**Problem requirements**
Locate every line in the material below that has the word "CacheError". Copy each of those lines.

**Records supplied**
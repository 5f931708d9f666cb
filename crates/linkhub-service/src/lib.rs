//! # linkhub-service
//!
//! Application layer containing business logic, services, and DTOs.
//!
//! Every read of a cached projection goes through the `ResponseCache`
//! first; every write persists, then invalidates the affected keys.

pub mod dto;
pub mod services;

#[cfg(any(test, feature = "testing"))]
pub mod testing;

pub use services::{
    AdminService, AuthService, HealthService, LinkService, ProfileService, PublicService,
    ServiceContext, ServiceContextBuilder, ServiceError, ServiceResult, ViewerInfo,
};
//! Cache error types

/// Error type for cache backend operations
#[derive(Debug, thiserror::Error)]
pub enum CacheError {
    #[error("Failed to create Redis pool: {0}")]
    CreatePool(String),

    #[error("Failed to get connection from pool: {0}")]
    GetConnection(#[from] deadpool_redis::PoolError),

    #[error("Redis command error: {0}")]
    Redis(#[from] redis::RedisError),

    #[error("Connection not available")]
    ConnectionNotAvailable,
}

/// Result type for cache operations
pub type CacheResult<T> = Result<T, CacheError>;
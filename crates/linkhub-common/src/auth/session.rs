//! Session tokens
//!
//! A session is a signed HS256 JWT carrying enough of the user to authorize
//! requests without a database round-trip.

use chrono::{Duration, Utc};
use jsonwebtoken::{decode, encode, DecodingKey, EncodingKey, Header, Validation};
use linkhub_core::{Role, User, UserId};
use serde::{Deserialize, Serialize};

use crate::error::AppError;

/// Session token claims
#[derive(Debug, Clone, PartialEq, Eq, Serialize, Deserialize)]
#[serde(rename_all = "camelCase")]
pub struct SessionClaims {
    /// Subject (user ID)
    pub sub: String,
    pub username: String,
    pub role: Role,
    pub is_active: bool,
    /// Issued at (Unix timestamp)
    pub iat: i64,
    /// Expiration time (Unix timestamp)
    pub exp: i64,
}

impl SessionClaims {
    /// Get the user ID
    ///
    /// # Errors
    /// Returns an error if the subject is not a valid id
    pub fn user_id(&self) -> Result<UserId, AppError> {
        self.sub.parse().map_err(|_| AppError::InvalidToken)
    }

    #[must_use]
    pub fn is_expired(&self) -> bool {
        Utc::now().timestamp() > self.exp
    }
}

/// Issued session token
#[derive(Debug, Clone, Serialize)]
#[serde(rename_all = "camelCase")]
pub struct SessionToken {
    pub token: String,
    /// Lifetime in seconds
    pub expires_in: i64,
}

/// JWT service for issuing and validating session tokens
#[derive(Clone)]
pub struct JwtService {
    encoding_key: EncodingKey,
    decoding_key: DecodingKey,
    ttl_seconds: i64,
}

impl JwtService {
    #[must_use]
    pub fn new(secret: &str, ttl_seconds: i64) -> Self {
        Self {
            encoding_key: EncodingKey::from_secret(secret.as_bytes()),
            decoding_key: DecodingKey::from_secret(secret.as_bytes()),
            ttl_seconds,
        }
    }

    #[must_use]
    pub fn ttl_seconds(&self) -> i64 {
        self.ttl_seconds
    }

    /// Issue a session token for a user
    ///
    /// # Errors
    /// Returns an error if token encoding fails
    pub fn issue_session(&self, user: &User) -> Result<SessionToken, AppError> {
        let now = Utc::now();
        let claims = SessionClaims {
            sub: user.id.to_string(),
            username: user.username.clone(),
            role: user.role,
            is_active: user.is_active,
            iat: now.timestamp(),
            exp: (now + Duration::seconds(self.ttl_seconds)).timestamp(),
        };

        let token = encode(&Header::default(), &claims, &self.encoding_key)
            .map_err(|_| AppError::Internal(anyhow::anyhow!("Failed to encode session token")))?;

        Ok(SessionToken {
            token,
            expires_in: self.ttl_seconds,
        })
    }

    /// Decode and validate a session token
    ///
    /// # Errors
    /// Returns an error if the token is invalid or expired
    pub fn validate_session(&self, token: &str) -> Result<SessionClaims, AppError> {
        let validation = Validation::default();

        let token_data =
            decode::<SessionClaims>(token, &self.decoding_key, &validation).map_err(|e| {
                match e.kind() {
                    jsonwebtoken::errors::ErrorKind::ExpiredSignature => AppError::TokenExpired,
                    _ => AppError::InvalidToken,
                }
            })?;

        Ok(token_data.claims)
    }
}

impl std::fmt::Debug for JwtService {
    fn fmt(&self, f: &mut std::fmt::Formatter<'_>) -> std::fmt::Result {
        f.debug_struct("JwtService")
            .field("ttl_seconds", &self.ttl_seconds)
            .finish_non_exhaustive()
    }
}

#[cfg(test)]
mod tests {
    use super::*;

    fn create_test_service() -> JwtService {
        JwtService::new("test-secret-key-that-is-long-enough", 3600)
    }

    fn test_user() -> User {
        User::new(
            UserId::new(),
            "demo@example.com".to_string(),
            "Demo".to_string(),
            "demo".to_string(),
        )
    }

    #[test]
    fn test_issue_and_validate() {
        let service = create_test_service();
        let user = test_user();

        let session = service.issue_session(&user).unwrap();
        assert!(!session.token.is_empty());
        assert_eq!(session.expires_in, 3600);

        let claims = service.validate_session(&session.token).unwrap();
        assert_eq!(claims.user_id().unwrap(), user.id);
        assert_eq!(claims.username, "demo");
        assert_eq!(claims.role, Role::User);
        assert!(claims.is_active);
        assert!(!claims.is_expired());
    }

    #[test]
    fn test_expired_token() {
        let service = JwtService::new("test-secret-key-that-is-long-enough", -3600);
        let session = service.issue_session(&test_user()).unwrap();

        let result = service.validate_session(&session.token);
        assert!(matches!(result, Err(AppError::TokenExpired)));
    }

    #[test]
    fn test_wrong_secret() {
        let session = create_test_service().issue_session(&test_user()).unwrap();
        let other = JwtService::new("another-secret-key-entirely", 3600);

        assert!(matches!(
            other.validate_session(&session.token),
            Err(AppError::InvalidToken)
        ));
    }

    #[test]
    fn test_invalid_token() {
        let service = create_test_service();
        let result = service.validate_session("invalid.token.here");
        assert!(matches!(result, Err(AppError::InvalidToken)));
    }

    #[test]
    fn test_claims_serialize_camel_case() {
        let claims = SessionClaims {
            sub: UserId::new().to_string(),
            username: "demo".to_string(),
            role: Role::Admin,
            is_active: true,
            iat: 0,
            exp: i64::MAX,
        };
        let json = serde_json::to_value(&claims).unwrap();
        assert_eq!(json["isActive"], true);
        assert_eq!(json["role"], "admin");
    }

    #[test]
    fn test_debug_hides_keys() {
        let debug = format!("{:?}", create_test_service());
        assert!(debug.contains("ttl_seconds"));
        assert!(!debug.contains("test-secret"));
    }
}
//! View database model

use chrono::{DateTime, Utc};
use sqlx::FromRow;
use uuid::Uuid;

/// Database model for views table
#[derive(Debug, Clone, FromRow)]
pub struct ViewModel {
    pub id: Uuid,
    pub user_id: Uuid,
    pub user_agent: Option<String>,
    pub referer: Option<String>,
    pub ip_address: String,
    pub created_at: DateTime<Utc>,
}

**Exercise solution**
pub enum CacheError {
pub type CacheResult<T> = Result<T, CacheError>;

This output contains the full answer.